Un autre groupe de travail pourrait s'organiser autour de l'histoire des Balkans et des responsabilités anciennes et récentes des nations européennes. L'Histoire n'est pas un instrument de fatalisation : au contraire, elle peut être un outil de défatalisation. Il n'est jamais trop tard - même si ce travail aurait dû être entrepris il y a dix ans - pour tenter d'établir la genèse des nationalismes, pour ne pas dire des racismes, et notamment serbe. En sachant que ce dernier est d'origine intellectuelle. Le nationalisme serbe, c'est les historiens académiques (il faudrait relire la Leçon d'anatomie de Danilo Kis) plus la télévision, Milosevic étant le bras armé de l'ensemble.

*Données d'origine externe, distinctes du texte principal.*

#[test]
fn congestion_window_bounds_sending() {
    let mut pair = connected_pair(config(), config(), Recorder::hoarding());
    let cid = pair.cid;
    assert_eq!(pair.client.pcb(cid).snd_wnd, 8192);
    pair.client.pcb_mut(cid).cwnd = MSS;

    pair.client
        .stack
        .write(cid, &[5u8; 3 * MSS as usize], WriteMode::Flush)
        .unwrap();
    let sent = pair.client.queue.drain();
    assert_eq!(sent.len(), 1);
    assert_eq!(payload_len(&sent[0]), MSS as usize);
    let pcb = pair.client.pcb(cid);
    assert_eq!(pcb.unacked.len(), 1);
    assert_eq!(pcb.unsent.len(), 2);
    assert_contiguous(pcb);
}

#[test]
fn live_block_off_every_list_fails_the_check() {
    let mut host = Host::new(CLIENT_ADDRESS, config());
    let id = host.stack.new_pcb();
    host.stack.check_registry().unwrap();

    host.pcb_mut(id).state = State::Established;
    assert_eq!(
        host.stack.check_registry(),
        Err(RegistryError::Unlisted(id))
    );
    host.stack.registry.register(PcbList::Active, id);
    host.stack.check_registry().unwrap();

    let log = Recorder::default();
    let (mut server, listener) = listening_server(config(), &log);
    server.stack.check_registry().unwrap();
    server.stack.registry.remove(listener);
    assert_eq!(
        server.stack.check_registry(),
        Err(RegistryError::Unlisted(listener))
    );
}

#[test]
fn write_needs_a_sending_state() {
    let log = Recorder::default();
    let (mut server, listener) = listening_server(config(), &log);
    assert_eq!(
        server.stack.write(listener, b"hello", WriteMode::Flush),
        Err(TcpError::NotConnected)
    );

    let closed = server.stack.new_pcb();
    assert_eq!(
        server.stack.write(closed, b"hello", WriteMode::Flush),
        Err(TcpError::NotConnected)
    );
    assert!(server.queue.is_empty());

    let other = server.stack.new_pcb();
    assert_eq!(
        server.stack.bind(other, SERVER_ADDRESS, SERVER_PORT),
        Err(TcpError::AddressInUse(SERVER_PORT))
    );
}

#[test]
fn empty_ephemeral_range_refuses_to_connect() {
    let mut host = Host::new(
        CLIENT_ADDRESS,
        TcpConfig {
            first_port: 50000,
            last_port: 49999,
            ..config()
        },
    );
    let id = host.stack.new_pcb();
    assert_eq!(
        host.stack.connect(id, SERVER_ADDRESS, SERVER_PORT),
        Err(TcpError::InvalidArgument("ephemeral port range is empty"))
    );
    assert_eq!(
        host.stack.bind(id, CLIENT_ADDRESS, 0),
        Err(TcpError::InvalidArgument("ephemeral port range is empty"))
    );
    assert!(host.queue.is_empty());
    assert_eq!(host.stack.state(id), Some(State::Closed));
}

#[test]
fn oversized_write_is_refused_whole() {
    let mut pair = connected_pair(config(), config(), Recorder::default());
    let cid = pair.cid;
    pair.client
        .stack
        .write(cid, &[1u8; 100], WriteMode::NoFlush)
        .unwrap();
    let before = pair.client.pcb(cid).snd_lbb;

    let err = pair
        .client
        .stack
        .write(cid, &[2u8; 8192], WriteMode::Flush)
        .unwrap_err();
    assert_eq!(
        err,
        TcpError::OutOfMemory(MemoryError::SendBuffer {
            requested: 8192,
            available: 8092,
        })
    );
    let pcb = pair.client.pcb(cid);
    assert_eq!(pcb.snd_lbb, before);
    assert_eq!(pcb.unsent.len(), 1);
    assert_eq!(pcb.unsent[0].len(), 100);
    assert_eq!(pair.client.stack.stats().memerr, 1);
    assert!(pair.client.queue.is_empty());
}

#[test]
fn rexmit_splices_unacked_before_unsent() {
    let mut pair = connected_pair(config(), config(), Recorder::default());
    let cid = pair.cid;
    let stats = pair.client.stack.stats();

    pair.client
        .stack
        .write(cid, &[5u8; 1200], WriteMode::NoFlush)
        .unwrap();
    pair.client.pcb_mut(cid).snd_wnd = 2 * MSS;
    pair.client.stack.output(cid).unwrap();
    assert_eq!(pair.client.queue.len(), 2);
    pair.client.queue.flush();

    let lastack = pair.client.pcb(cid).lastack;
    assert_eq!(pair.client.pcb(cid).rtseq, lastack);
    pair.client.pcb_mut(cid).snd_wnd = 0;
    pair.client.stack.rexmit(cid).unwrap();

    let pcb = pair.client.pcb(cid);
    assert!(pcb.unacked.is_empty());
    let seqs: Vec<_> = pcb.unsent.iter().map(Segment::seqno).collect();
    assert_eq!(seqs, vec![lastack, lastack + MSS, lastack + 2 * MSS]);
    assert_eq!(pcb.snd_nxt, lastack);
    assert_eq!(pcb.nrtx, 1);
    assert_eq!(pcb.rttest, None);
    assert_contiguous(pcb);

    pair.client.pcb_mut(cid).snd_wnd = 8192;
    pair.client.stack.output(cid).unwrap();
    assert_eq!(pair.client.queue.len(), 3);
    let now = pair.client.stack.stats();
    assert_eq!(now.xmit - stats.xmit, 5);
    assert_eq!(now.rexmit - stats.rexmit, 2);
    // Only the segment never sent before is timed
    let pcb = pair.client.pcb(cid);
    assert!(pcb.rttest.is_some());
    assert_eq!(pcb.rtseq, lastack + 2 * MSS);

    settle(&mut pair.client, &mut pair.server);
    assert_eq!(pair.server_log.events().data, vec![5u8; 1200]);
}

Cinquièmement, un travail de recherche sur le droit universel. Peut-on continuer à accepter le rôle des Etats-Unis comme gendarme du monde ? Comment définir l'ingérence, et les limites de souveraineté qu'elle implique, et les limites qu'il faut assigner à ces limites ? Et comment discuter de tout cela de manière rationnelle et non pas passionnelle ? Ce groupe, peut-être autour de Monique Chemillier-Gendreau, travaillerait sur ce qui permettrait de donner un contenu juridique à nos états d'âme éthiques. Actuellement, on dénonce à gauche " les droits-de-l'hommisme " ; il y a dix ans, c'était une insulte de droite à l'égard des gens de gauche ; maintenant, c'est à l'intérieur de la gauche que l'on s'invective. Ne pourrait-on pas donner un contenu politique, juridique et philosophique sérieux aux droits des personnes ?

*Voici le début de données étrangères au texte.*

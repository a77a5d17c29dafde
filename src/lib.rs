//! A TCP engine for small network stacks, in the tradition of lwIP.
//!
//! The engine sits between an application and an IP layer. Applications
//! write bytes and get callbacks; the engine cuts the bytes into segments,
//! keeps them queued until the peer acknowledges them, and hands finished
//! segments to IP through the [`IpLayer`](ip::IpLayer) trait.
//!
//! # Organization
//! - [`TcpStack`](tcp::TcpStack) owns every connection and is the entry point
//!   for the application, for arriving segments and for timer ticks
//! - [`buffer`] provides the reference-counted, pool-backed buffers segments
//!   are built from
//! - [`ip`] is the contract with the layer below, plus an in-memory
//!   implementation of it
//! - [`driver`] runs a stack on a tokio task and ticks its timers
//!
//! A stack is strictly single-threaded: every operation takes `&mut self`.
//! Concurrency comes from putting it behind the [`driver`].

pub mod buffer;
pub mod config;
pub mod driver;
pub mod ip;
pub mod logging;
pub mod tcp;
pub mod utility;

pub use config::TcpConfig;
pub use tcp::{TcpError, TcpStack};
use super::tcp_parsing::{Control, TcpHeader};
use crate::buffer::{Chunk, Pbuf};

/// An outbound segment sitting in a connection's unsent or unacked queue.
///
/// The acknowledgement number, window and checksum in `header` stay blank
/// while the segment is queued. They are filled into a fresh copy of the
/// header every time the segment goes out.
#[derive(Debug, Clone)]
pub struct Segment {
    pub header: TcpHeader,
    /// Raw option bytes following the fixed header
    pub options: Vec<u8>,
    pub payload: Pbuf,
    /// The header buffer of the most recent transmission
    pub(super) wire_header: Option<Chunk>,
}

impl Segment {
    pub fn new(header: TcpHeader, options: Vec<u8>, payload: Pbuf) -> Self {
        Self {
            header,
            options,
            payload,
            wire_header: None,
        }
    }

    /// The sequence number of the first octet (or of the SYN).
    pub fn seqno(&self) -> u32 {
        self.header.seq
    }

    /// The number of payload bytes.
    pub fn len(&self) -> usize {
        self.payload.len()
    }

    pub fn is_empty(&self) -> bool {
        self.payload.is_empty()
    }

    /// The length of the segment in sequence space, counting SYN and FIN as
    /// one octet each
    pub fn tcp_len(&self) -> u32 {
        self.payload.len() as u32
            + self.header.ctl.syn() as u32
            + self.header.ctl.fin() as u32
    }

    /// The sequence number following this segment.
    pub fn end_seq(&self) -> u32 {
        self.seqno().wrapping_add(self.tcp_len())
    }

    pub fn ctl(&self) -> Control {
        self.header.ctl
    }

    /// Whether a previous transmission of this segment is still referenced by
    /// a layer below.
    pub fn in_flight(&self) -> bool {
        self.payload.is_shared()
            || self
                .wire_header
                .as_ref()
                .map_or(false, |header| header.ref_count() > 1)
    }

    /// The number of buffers this segment counts against the queue limit.
    pub fn buffer_count(&self) -> usize {
        self.payload.chunk_count().max(1)
    }
}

Ensuite, un travail de pronostic sur l'avenir proche, de manière à saisir le probable. Sinon pour prévoir, du moins pour anticiper les tendances, de manière à fonder un utopisme rationnel. dans cette perspective, il faudrait regarder au-delà du Kosovo et de ses voisins, notamment vers la Russie... Enfin, autre thème, celui de l'Europe. Un des effets certains de la guerre du Kosovo, n'est-ce pas la mort de l'Europe sociale (si tant est qu'elle ait jamais existé) au profit de l'Europe militaire ? Je pense que la mort de l'Europe sociale n'est pas quelque chose de gratuit : si l'on propose une grande fédération balkanique, celle-ci prend un tout autre sens si elle est un élément d'une fédération européenne sociale.

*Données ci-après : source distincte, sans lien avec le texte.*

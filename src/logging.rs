//! Wrapper functions for structured logging. Each function corresponds to a
//! kind of event the TCP engine records.

use crate::{tcp::Control, utility::Endpoints};
use tracing::{event, Level};
use tracing_subscriber::FmtSubscriber;

/// Installs a global subscriber writing to stdout, as JSON if `json` is set.
/// Should be called once, before the stack starts.
pub fn init_events(
    level: Level,
    json: bool,
) -> Result<(), tracing::subscriber::SetGlobalDefaultError> {
    let builder = FmtSubscriber::builder().with_max_level(level);
    if json {
        tracing::subscriber::set_global_default(builder.json().finish())
    } else {
        tracing::subscriber::set_global_default(builder.finish())
    }
}

/// Segment event handler.
/// Records every segment handed to IP. Captures the following data:
/// local, remote, seq, ack, flags, len, rexmit
pub fn segment_event(
    endpoints: Endpoints,
    seq: u32,
    ack: u32,
    ctl: Control,
    len: usize,
    rexmit: bool,
) {
    event!(
        target: "SEGMENT",
        Level::DEBUG,
        local = format!("{}:{}", endpoints.local.address, endpoints.local.port),
        remote = format!("{}:{}", endpoints.remote.address, endpoints.remote.port),
        seq,
        ack,
        flags = format!("{ctl:?}"),
        len,
        rexmit,
    );
}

Evidemment, je pense que nous serons tout d'accord pour dire qu'il faudrait proposer une conférence internationale sous l'égide de l'ONU. Et dans cette perspective, pourquoi les intellectuels ne seraient-ils pas un peu les législateurs, face à la défaillance des législateurs ? Voilà pourquoi il me semble important d'entamer ce travail collectif, et au niveau européen, un travail cumulatif, capable de construire des réponses nouvelles.
(*) Dernier ouvrage paru : la Domination masculine. Editions du Seuil. 1998.
(1) Il s'agit ici de l'appel publié dans le Monde du 31 mars - NDLR.
(2) Idem.
(3) Littéralement " réservoir de pensée ". Un " think tank " est une structure de réflexion et d'élaboration de stratégies dans tous les domaines - NDLR.